AT THEIR HOUSE in Queens, the Kondabolus are doing something right: They're growing iconoclasts.

Their two sons, Hari and Ashok Kondabolu, are artists who explore race, identity, and politics through raw, cutting, hilarious screeds. Hari is a stand-up comedian, while Ashok raps in Das Racist. And it's through understanding comedy that Das Racist unfurls.

"Two of us are Indian," Ashok says of the band, which also includes Himanshu Suri and Victor Vazquez. "And there's not too many Indian people in music or in any entertainment. Victor is Afro-Cuban and white, so he seems racially ambiguous. So people just think we're more amusing and harder to make sense of in their bullshit racial matrices. We're much more difficult to peg, so they don't know how to approach somebody like that."

But the song that put Das Racist on the map had nothing to do with race. It was a kiss-off, a joke. "Combination Pizza Hut and Taco Bell" is sparse, repetitive, and mindless—two dudes lost in the buzzing corporate haze.

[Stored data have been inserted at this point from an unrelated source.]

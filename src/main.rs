//! yara-assist CLI

use anyhow::{Context, Result};
use clap::{Parser, Subcommand, ValueEnum};
use std::io::{self, Read};
use std::path::{Path, PathBuf};
use std::process::ExitCode;
use tracing_subscriber::{layer::SubscriberExt, util::SubscriberInitExt, EnvFilter};
use yara_assist::{language_configuration, locate_section, Analyzer, EngineConfig, Severity};

#[derive(Parser)]
#[command(name = "yara-assist")]
#[command(about = "Tokens, completions and diagnostics for YARA-style rule files")]
#[command(version)]
struct Cli {
    /// Config file (default: search the current directory)
    #[arg(short, long, global = true, env = "YARA_ASSIST_CONFIG")]
    config: Option<PathBuf>,

    /// Output format
    #[arg(short, long, global = true, value_enum, default_value_t = OutputFormat::Json)]
    format: OutputFormat,

    #[command(subcommand)]
    command: Command,
}

#[derive(Subcommand)]
enum Command {
    /// Print the token stream of a rule file
    Tokens {
        /// Rule file (use - for stdin)
        file: PathBuf,
    },
    /// Print completion items at a cursor position
    Complete {
        /// Rule file (use - for stdin)
        file: PathBuf,
        /// Cursor line (1-based)
        line: u32,
        /// Cursor column (1-based)
        column: u32,
        /// Log the detected section to stderr
        #[arg(short, long)]
        verbose: bool,
    },
    /// Print diagnostics for one or more rule files
    Lint {
        /// Rule files (use - for stdin)
        #[arg(required = true)]
        files: Vec<PathBuf>,
        /// Lowest severity that makes the command fail
        #[arg(long, value_enum, default_value_t = FailOn::Error)]
        fail_on: FailOn,
    },
    /// Print the editor language configuration
    Language,
}

#[derive(Clone, Copy, Debug, PartialEq, Eq, ValueEnum)]
enum OutputFormat {
    Json,
    Plain,
}

#[derive(Clone, Copy, Debug, PartialEq, Eq, ValueEnum)]
enum FailOn {
    Error,
    Warning,
}

impl FailOn {
    fn threshold(self) -> Severity {
        match self {
            FailOn::Error => Severity::Error,
            FailOn::Warning => Severity::Warning,
        }
    }
}

fn main() -> ExitCode {
    match run() {
        Ok(code) => code,
        Err(e) => {
            eprintln!("Error: {:#}", e);
            ExitCode::from(2)
        }
    }
}

fn run() -> Result<ExitCode> {
    let cli = Cli::parse();
    let config = load_config(cli.config.as_deref())?;
    init_logging(&config.log_level);

    let analyzer = Analyzer::new(config);

    match cli.command {
        Command::Tokens { file } => {
            let source = read_source(&file)?;
            let tokens = analyzer.tokenize(&source);
            match cli.format {
                OutputFormat::Json => println!("{}", serde_json::to_string_pretty(&tokens)?),
                OutputFormat::Plain => {
                    for token in &tokens {
                        println!(
                            "{:>6}..{:<6} {:<10} {}",
                            token.start,
                            token.end,
                            token.kind.as_str(),
                            token.text.escape_debug()
                        );
                    }
                }
            }
        }

        Command::Complete {
            file,
            line,
            column,
            verbose,
        } => {
            let source = read_source(&file)?;
            if verbose {
                let section = locate_section(&source, line, column);
                eprintln!("Section: {}", section.as_str());
            }
            let completions = analyzer.complete(&source, line, column);
            match cli.format {
                OutputFormat::Json => {
                    println!("{}", serde_json::to_string_pretty(&completions)?)
                }
                OutputFormat::Plain => {
                    for item in &completions {
                        println!(
                            "{:<20} {:<10} {}",
                            item.label,
                            item.kind.as_str(),
                            item.documentation
                        );
                    }
                }
            }
        }

        Command::Lint { files, fail_on } => {
            let threshold = fail_on.threshold();
            let mut failed = false;
            let mut report = Vec::new();

            for file in &files {
                let source = read_source(file)?;
                let diagnostics = analyzer.lint(&source);
                failed |= diagnostics.iter().any(|d| d.severity <= threshold);

                match cli.format {
                    OutputFormat::Json => report.push(serde_json::json!({
                        "file": file.display().to_string(),
                        "diagnostics": diagnostics,
                    })),
                    OutputFormat::Plain => {
                        for d in &diagnostics {
                            println!(
                                "{}:{}:{}: {}: {} [{}]",
                                file.display(),
                                d.range.start.line,
                                d.range.start.character,
                                d.severity.as_str(),
                                d.message,
                                d.code.as_deref().unwrap_or("-")
                            );
                        }
                    }
                }
            }

            if cli.format == OutputFormat::Json {
                println!("{}", serde_json::to_string_pretty(&report)?);
            }
            if failed {
                return Ok(ExitCode::from(1));
            }
        }

        Command::Language => {
            println!(
                "{}",
                serde_json::to_string_pretty(&language_configuration())?
            );
        }
    }

    Ok(ExitCode::SUCCESS)
}

fn load_config(explicit: Option<&Path>) -> Result<EngineConfig> {
    match explicit {
        Some(path) => EngineConfig::load(path)
            .with_context(|| format!("loading config {}", path.display())),
        None => {
            let cwd = std::env::current_dir().context("reading current directory")?;
            Ok(EngineConfig::load_default(&cwd))
        }
    }
}

fn init_logging(default_level: &str) {
    let filter =
        EnvFilter::try_from_default_env().unwrap_or_else(|_| EnvFilter::new(default_level));
    // Ignore the error if a subscriber is already installed
    let _ = tracing_subscriber::registry()
        .with(filter)
        .with(tracing_subscriber::fmt::layer().with_writer(io::stderr))
        .try_init();
}

fn read_source(file: &Path) -> Result<String> {
    if file.as_os_str() == "-" {
        let mut buf = String::new();
        io::stdin()
            .read_to_string(&mut buf)
            .context("reading stdin")?;
        Ok(buf)
    } else {
        std::fs::read_to_string(file).with_context(|| format!("reading {}", file.display()))
    }
}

Its popularity sometimes surprises the band. "This is literally something that was goofing off," says Ashok. "One of the songs took off unexpectedly and was kind of a way to get everything going."

The ensuing mixtapes, Shut Up, Dude and Sit Down, Man, introduced Das Racist as dexterous, melodic rappers with something to say—albeit under a guise of clever, coded wordplay. Among jokes about sex and drugs, Das Racist gets real, and here the comedic ethos comes into play: As generations of political stand-up comedians have explained, the jokes have to come first—audiences don't pay to be yelled at.

"Talking about significant things, it's less off-putting initially," says Ashok of the jokey nature. "If you just start straight-talking about identity politics and race and white people, nobody wants to hear that. Especially a white dude, I imagine."

That Das Racist outlived the hype surrounding "Pizza Hut" is a testament to more than a laugh or racial novelty. They combine glitchy, sparse, chopped, modern production with old-school reverence—rather than relying on hooks, long and intricate verses take precedent. They pride themselves in energetic, odd, and confrontational performances.

"We got press for our live show before we got press for 'Pizza Hut Taco Bell,'" explains Suri. "We would've gotten the project heard no matter what."